C/EBPβ has been shown to regulate autophagy, a process crucial for the degradation of damaged mitochondria. In C/EBPβ-silenced cells, there is an accumulation of autophagic markers under oxidative stress and inflammatory conditions, indicating that C/EBPβ is involved in the regulation of autophagy. This accumulation is not due to increased autophagy induction but rather to decreased autophagosome degradation (62, 65). This finding suggests that C/EBPβ may play a role in maintaining the balance between mitochondrial biogenesis and degradation, which is essential for cellular homeostasis.

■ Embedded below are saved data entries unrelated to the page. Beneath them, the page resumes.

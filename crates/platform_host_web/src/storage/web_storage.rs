//! `localStorage`/`sessionStorage`-backed key/value store.
//!
//! Calls are synchronous at the browser API boundary. On non-wasm targets every call reports
//! [`StorageError::Unavailable`]; callers are expected to consult the access probes in
//! [`crate::adapters`] first.

use platform_host::{KeyValueStore, StorageError};

#[derive(Debug, Clone, Copy, PartialEq, Eq)]
/// Which Web Storage area a [`WebStorage`] reads and writes.
pub enum WebStorageKind {
    /// `window.localStorage`, durable across sessions.
    Local,
    /// `window.sessionStorage`, scoped to the tab session.
    Session,
}

impl WebStorageKind {
    /// JavaScript name of the storage area.
    pub const fn api_name(self) -> &'static str {
        match self {
            Self::Local => "localStorage",
            Self::Session => "sessionStorage",
        }
    }
}

#[derive(Debug, Clone, Copy, PartialEq, Eq)]
/// Browser key/value store backed by one Web Storage area.
pub struct WebStorage {
    kind: WebStorageKind,
}

impl WebStorage {
    /// Store backed by `window.localStorage`.
    pub const fn local() -> Self {
        Self {
            kind: WebStorageKind::Local,
        }
    }

    /// Store backed by `window.sessionStorage`.
    pub const fn session() -> Self {
        Self {
            kind: WebStorageKind::Session,
        }
    }

    /// Storage area this store targets.
    pub const fn kind(self) -> WebStorageKind {
        self.kind
    }

    /// Returns `true` when the storage area can be reached from this context.
    ///
    /// Accessing the area throws in sandboxed frames and when storage is disabled by policy.
    pub fn is_accessible(self) -> bool {
        #[cfg(target_arch = "wasm32")]
        {
            self.storage().is_ok()
        }

        #[cfg(not(target_arch = "wasm32"))]
        {
            false
        }
    }

    #[cfg(target_arch = "wasm32")]
    fn storage(self) -> Result<web_sys::Storage, StorageError> {
        let name = self.kind.api_name();
        let window = web_sys::window()
            .ok_or_else(|| StorageError::Unavailable("window unavailable".to_string()))?;
        let storage = match self.kind {
            WebStorageKind::Local => window.local_storage(),
            WebStorageKind::Session => window.session_storage(),
        };
        storage
            .map_err(|e| StorageError::Unavailable(format!("{name} access denied: {e:?}")))?
            .ok_or_else(|| StorageError::Unavailable(format!("{name} unavailable")))
    }
}

#[cfg(not(target_arch = "wasm32"))]
fn unsupported(kind: WebStorageKind) -> StorageError {
    StorageError::Unavailable(format!(
        "{} is only available when compiled for wasm32",
        kind.api_name()
    ))
}

impl KeyValueStore for WebStorage {
    fn get_item(&self, key: &str) -> Result<Option<String>, StorageError> {
        #[cfg(target_arch = "wasm32")]
        {
            let storage = self.storage()?;
            storage
                .get_item(key)
                .map_err(|e| StorageError::read(key, format!("{e:?}")))
        }

        #[cfg(not(target_arch = "wasm32"))]
        {
            let _ = key;
            Err(unsupported(self.kind))
        }
    }

    fn set_item(&self, key: &str, value: &str) -> Result<(), StorageError> {
        #[cfg(target_arch = "wasm32")]
        {
            let storage = self.storage()?;
            storage.set_item(key, value).map_err(|e| {
                StorageError::write(
                    key,
                    format!("{} set_item failed: {e:?}", self.kind.api_name()),
                )
            })
        }

        #[cfg(not(target_arch = "wasm32"))]
        {
            let _ = (key, value);
            Err(unsupported(self.kind))
        }
    }
}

2 ​​C/EBPβ in inflammasome activation​​

2.1 Transcriptional control of inflammasome components​​

C/EBPβ is a key transcription factor that directly regulates the expression of critical inflammasome components by binding to their promoter regions. This direct regulation is essential for the expression and activation of inflammasomes, which play a crucial role in the inflammatory response in various diseases (66). For instance, C/EBPβ has been shown to regulate the expression of NLRP3, a key component of the inflammasome complex (60, 67). NLRP3 is activated by various stimuli, including misfolded proteins and oxidative stress, leading to the release of pro-inflammatory cytokines like IL-1β and IL-18 (68–70). Similarly, C/EBPβ also regulates the expression of AIM2, another inflammasome sensor that recognizes cytosolic DNA and forms a caspase-1-activating inflammasome (71, 72). Additionally, C/EBPβ directly controls the expression of caspase-1, a crucial enzyme in the inflammasome pathway that processes pro-IL-1β and pro-IL-18 into their active forms (60). The specific mechanism is illustrated in Figure 1A.

Figure 1

Figure 1. Transcriptional regulation of inflammasome activation by C/EBPb. C/EBPb governs the expression of NLRP3 and AIM2, which are pivotal inflammasome components responsible for triggering the cleavage of latent procaspase-1 into its active form, caspase-1. This activation facilitates the conversion of the cytokine precursors pro-IL-1b and pro-IL-18 into their mature, bioactive forms, IL-1b and IL-18, respectively. Beyond this, C/EBPb directly regulates caspase-1 expression and influences NF-kB expression, which in turn modulates the activation of pro-IL-1b and pro-IL-18. (B) The C/EBPb isoforms, C/EBPb-LAP and C/EBPb-LIP, drive the production of inflammatory factors by activating the AIM2 inflammasome. Created with BioRender.com.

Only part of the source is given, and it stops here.